John Clare's cottage

John Clare’s father became rheumatic and couldn’t work in the fields and so John had to take his place so the family could eat. He worked as a horse boy, a ploughboy and then became a gardener at Burley House. In 1812 he joined the local militia returning home 18 months later.
When he returned he took up lime burning. Lime was very useful for building purposes. It was and is a necessary ingredient for cement and concrete. It can also be spread on fields to keep pests down.

In Casterton, a village nearby, he met Martha Turner. She became his wife and they had eight children together.

John Clare’s first book of poems was called “Poems Descriptive of Rural Life.” This was published in 1820 by Hessey and Taylor who were Keats publisher. The volume ran to four editions and Clare began to become famous in London literary circles. They called him, the, “peasant poet,” a rather derogatory title in many ways. In 1821 he published “The Village Minstrel,” and in 1827 The Shepherds Calendar,” came out. The success of his first volume, which was obviously a curio, eluded these following books. In 1835, “The Rural Muse,” was produced and hardly sold at all. John Clare and his family had no money and were virtually destitute.

Country Church. Image @Tony Grant

In 1837 John Clare was admitted to Matthew Allen’s private asylum of High Beech in Epping Forest. He was there for four years. He had begun to have delusions. He thought he was Shakespeare for a while. His family couldn’t cope with him. The mental strain of being torn between two worlds was destroying him. After four years he was discharged and had to walk the eighty miles home, which took him three days. He ate grass along the way. When he got home he wrote two long poems based on Byron’s poems Don Juan and Childe Harold.These two poems described his state of mind. Again in December 1841 he was certified insane by two doctors. He was admitted to St Andrew’s County Lunatic Asylum in Northampton where he was treated well. He was able to continue writing poetry.
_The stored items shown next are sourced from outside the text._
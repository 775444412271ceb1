/// Jump resolution: loops, labels and switch fallthru.
use strata_ast::build::Builder;
use strata_ast::{DeclRef, Primop, StmtRef, Type};
use strata_core::{Checker, ErrorKind};

fn void_fn(b: &Builder, body: StmtRef) -> DeclRef {
    b.fn_decl("f", vec![("x", Type::sint())], Type::void(), body)
}

#[test]
fn break_and_continue_need_an_enclosing_loop() {
    let b = Builder::new();
    let d = void_fn(&b, b.seq(vec![b.break_(), b.continue_()]));

    let err = Checker::new().check_program(&[d]).expect_err("both jumps dangle");
    assert_eq!(err.count(ErrorKind::Jump), 2, "{:?}", err.errors);
    assert!(err.errors.iter().any(|e| e.message.contains("break not in a loop")));
    assert!(err.errors.iter().any(|e| e.message.contains("continue not in a loop")));
}

#[test]
fn break_inside_a_switch_leaves_the_switch() {
    let b = Builder::new();
    let sw = b.switch(
        b.var("x"),
        vec![
            b.clause(b.pint(0), None, b.break_()),
            b.clause(b.pwild(), None, b.skip()),
        ],
    );
    let d = void_fn(&b, b.while_(b.var("x"), b.seq(vec![sw, b.break_()])));

    assert!(Checker::new().check_program(&[d]).is_ok());
}

#[test]
fn continue_inside_a_switch_needs_a_loop() {
    let b = Builder::new();
    let sw = b.switch(
        b.var("x"),
        vec![
            b.clause(b.pint(0), None, b.continue_()),
            b.clause(b.pwild(), None, b.skip()),
        ],
    );
    let d = void_fn(&b, sw);

    let err = Checker::new().check_program(&[d]).expect_err("no loop to continue");
    assert_eq!(err.count(ErrorKind::Jump), 1);
}

#[test]
fn backward_goto_forms_a_loop() {
    let b = Builder::new();
    let body = b.label(
        "again",
        b.if_(
            b.prim(Primop::Gt, vec![b.var("x"), b.int(0)]),
            b.seq(vec![
                b.exp_s(b.assign_op(b.var("x"), Primop::Minus, b.int(1))),
                b.goto("again"),
            ]),
            b.skip(),
        ),
    );
    let d = void_fn(&b, body);

    assert!(Checker::new().check_program(&[d]).is_ok());
}

#[test]
fn goto_to_an_undefined_label_is_reported() {
    let b = Builder::new();
    let d = void_fn(&b, b.seq(vec![b.goto("exit"), b.label("done", b.skip())]));

    let err = Checker::new().check_program(&[d]).expect_err("no label exit");
    assert_eq!(err.errors.len(), 1);
    assert_eq!(err.errors[0].kind, ErrorKind::Jump);
    assert!(err.errors[0].message.contains("label exit undefined"));
}

#[test]
fn repeated_label_is_reported() {
    let b = Builder::new();
    let d = void_fn(
        &b,
        b.seq(vec![b.label("here", b.skip()), b.label("here", b.skip())]),
    );

    let err = Checker::new().check_program(&[d]).expect_err("label here twice");
    assert!(err.errors[0].message.contains("repeated label here"));
}

#[test]
fn explicit_fallthru_reaches_the_next_clause() {
    let b = Builder::new();
    let sw = b.switch(
        b.var("x"),
        vec![
            b.clause(b.pint(0), None, b.fallthru()),
            b.clause(b.pint(1), None, b.break_()),
            b.clause(b.pwild(), None, b.skip()),
        ],
    );
    let d = void_fn(&b, sw);

    assert!(Checker::new().check_program(&[d]).is_ok());
}

#[test]
fn fallthru_out_of_the_last_clause_is_reported() {
    let b = Builder::new();
    let sw = b.switch(
        b.var("x"),
        vec![b.clause(b.pwild(), None, b.fallthru())],
    );
    let d = void_fn(&b, sw);

    let err = Checker::new().check_program(&[d]).expect_err("nothing to fall into");
    assert!(err.errors[0].message.contains("fallthru not in a non-last case"));
}

#[test]
fn fallthru_into_a_binding_clause_is_reported() {
    let b = Builder::new();
    let sw = b.switch(
        b.var("x"),
        vec![
            b.clause(b.pint(0), None, b.fallthru()),
            b.clause(b.pvar("y"), None, b.exp_s(b.var("y"))),
        ],
    );
    let d = void_fn(&b, sw);

    let err = Checker::new().check_program(&[d]).expect_err("y would be unbound");
    assert_eq!(err.errors.len(), 1);
    assert_eq!(err.errors[0].kind, ErrorKind::Jump);
}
He died there in 1864.

Skylark

The Skylark

THE rolls and harrows lie at rest beside
The battered road; and spreading far and wide
Above the russet clods, the corn is seen
Sprouting its spiry points of tender green,
Where squats the hare, to terrors wide awake,
Like some brown clod the harrows failed to break.
Opening their golden caskets to the sun,
The buttercups make schoolboys eager run,
To see who shall be first to pluck the prize–
Up from their hurry, see, the skylark flies,
And o’er her half-formed nest, with happy wings
Winnows the air, till in the cloud she sings,
Then hangs a dust-spot in the sunny skies,
And drops, and drops, till in her nest she lies,
Which they unheeded passed–not dreaming then
That birds which flew so high would drop again
To nests upon the ground, which anything
May come at to destroy. Had they the wing
Like such a bird, themselves would be too proud,
And build on nothing but a passing cloud!
As free from danger as the heavens are free
From pain and toil, there would they build and be,
And sail about the world to scenes unheard
Of and unseen–Oh, were they but a bird!
So think they, while they listen to its song,
And smile and fancy and so pass along;
While its low nest, moist with the dews of morn,
Lies safely, with the leveret, in the corn.

John Clare

John Clare often wrote in Iambic pentameter, that most used metre in the English language. Shakespeare and Milton and many poets since have found iambic pentameter the best form to use. It is a ten-syllable line with pared, soft and strong beat pulses. It’s like an inner natural force. It is the most natural rhythm pattern to use because it is close to a conversational style; it’s like our heartbeat and our breathing patterns. It is most apt for conveying every sort of meaning in the English Language. It’s easy and smooth and a real joy to say.

John Clare moves straight into this perfect rhythm in the first two lines of The Skylark with these rhyming couplets.

The rolls and harrows lie at rest beside
The battered road: and spreading far and wide”

The iambic pentameter mesmerises us, carries us along, and Clare enters right into the detail of the countryside with “rolls,” “harrows” and “the battered road.” We are there immediately with him on his walk or ramble about his village.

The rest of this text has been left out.